Premier sujet traité par nos deux philosophes, “avons-nous besoin d’art ?”. Les deux professeurs commencent leur analyse par la mise en garde de la limitation des termes du sujet. Selon Laurent Payet Chevalier, il est important de ne pas entendre l’art uniquement comme “œuvre d’art” mais de le considérer dans sa globalité comme une construction artificielle, donc comme la technique en opposition au naturel. Pour Julien Auriach au contraire, la langue française a la spécificité de relier implicitement le mot d’art avec les beaux arts. Il rejoint son collègue sur le fait que l’art n’a pas de dimension utilitaire. La tension du sujet réside donc dans l’opposition entre naturel et artificiel, entre le besoin et l’envie. Du point de vue de la méthode, les deux professeurs s’accordent sur le fait que la copie doit répondre explicitement à la question posée. Le danger d’un plan “thèse/antithèse/synthèse” est de se contredire et de passer à côté du travail philosophique. L’autre piège à éviter selon Julien Auriach, est le relativisme, c’est à dire le fait de refuser une réponse claire pour affirmer qu’il n’existe pas de réponse en soit. Le professeur l’affirme, “c’est une thèse étrangère à la philosophie”.
Il faut tout d’abord, nous rappellent les deux professeurs, s’interroger sur les mots. Ici, la technique peut être vue comme un processus ou bien comme le produit de ce processus. Selon Julien Auriach, ce sujet nous pousse aussi à explorer le caractère indéterminé de l’avenir. Quant à la dépendance, Laurent Payet Chevalier la définit de trois manières. La première est la dépendance au sens de la discrétion, c'est -à -dire “ce que l’on assume nous même par nos propres moyens”. La question qui vient est alors celle de l’avenir qui serait laissé à la discrétion de la technique. Est-ce que la technique nous échappe ? La deuxième interprétation du mot dépendance est celle de la nécessité. Est-on dépendants de la technique ? Dans les débats sur l’intelligence artificielle, cette question revient souvent. Est-ce que l’Homme va devenir complètement dépendant à l’IA et ne saura plus travailler sans elle ? Enfin, la troisième interprétation du mot dépendre est celle de “prendre de”, c'est-à-dire de ce que la technique peut nous apporter. Que puis-je faire de la technique ? Cette dernière interprétation nous amène à reconsidérer notre liberté. C’est une note d’espoir qui allège le sujet et nous pose en dominateur de la technique pour savoir ce qu’elle a à nous apporter.

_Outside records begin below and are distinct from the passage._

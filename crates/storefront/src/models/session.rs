//! Session-related types and helpers.
//!
//! State carried across requests: the checkout in progress, the anonymous
//! contributor handle, and the last placed order for the confirmation page.

use tower_sessions::Session;

use koufeta_core::CheckoutId;

use crate::gateway::types::PlacedOrder;

/// Session keys for checkout and gifting state.
pub mod keys {
    /// Key for the id of the checkout in progress.
    pub const CHECKOUT_ID: &str = "checkout_id";

    /// Key for the anonymous contributor handle.
    pub const CONTRIBUTOR_ID: &str = "contributor_id";

    /// Key for the most recently placed order.
    pub const LAST_ORDER: &str = "last_order";
}

/// Get the id of the checkout in progress, if any.
pub async fn checkout_id(session: &Session) -> Option<CheckoutId> {
    session
        .get::<CheckoutId>(keys::CHECKOUT_ID)
        .await
        .ok()
        .flatten()
}

/// Attach a checkout to the session.
///
/// # Errors
///
/// Returns an error if the session cannot be modified.
pub async fn set_checkout_id(
    session: &Session,
    checkout_id: &CheckoutId,
) -> Result<(), tower_sessions::session::Error> {
    session.insert(keys::CHECKOUT_ID, checkout_id).await
}

/// Detach the checkout from the session.
///
/// Called after the order is placed, or when the gateway no longer knows
/// the checkout id we were holding.
///
/// # Errors
///
/// Returns an error if the session cannot be modified.
pub async fn clear_checkout_id(session: &Session) -> Result<(), tower_sessions::session::Error> {
    session.remove::<CheckoutId>(keys::CHECKOUT_ID).await?;
    Ok(())
}

/// Record the placed order for the confirmation page.
///
/// # Errors
///
/// Returns an error if the session cannot be modified.
pub async fn remember_order(
    session: &Session,
    order: &PlacedOrder,
) -> Result<(), tower_sessions::session::Error> {
    session.insert(keys::LAST_ORDER, order).await
}

/// Get the most recently placed order, if any.
pub async fn last_order(session: &Session) -> Option<PlacedOrder> {
    session
        .get::<PlacedOrder>(keys::LAST_ORDER)
        .await
        .ok()
        .flatten()
}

Pour nos deux philosophes, la vérité est avant tout une adéquation entre le discours prononcé et la réalité. Mais la réalité n’est pas toujours persuasive et donc elle n’est pas toujours tenue pour vraie. Julien Auriac va plus loin en affirmant que son appréciation dépend de la relation de confiance établie avec l’interlocuteur. Pour Laurent Payet Chevalier, la question de convaincre est avant tout à définir. “Convaincre c’est user de la raison certes, mais c’est aussi y lier des sentiments de celui qui est convaincu” , affirme-t-il. C’est l’inverse de la persuasion qui est un processus de séduction par la parole et qui fait jouer les émotions. Pour lui, c’est le mot “toujours” qui est douteux. “La vérité est toujours convaincante parce que c’est moi qui la construis” déclare t-il. Julien Auriac répond à cette affirmation par l’idée de sortir de cette vision cartésienne qui affirme que “je n’accepte pour vrai que ce que j’ai moi-même constaté”. Pourtant, le professeur affirme que c’est en partant du constat de Descartes, qu’il critique, que l’on peut trouver matière à traiter le sujet. Car c’est en sortant du faux que l’on trouve la voie du vrai. Et trouver la voie du vrai, voilà la vocation philosophique par excellence.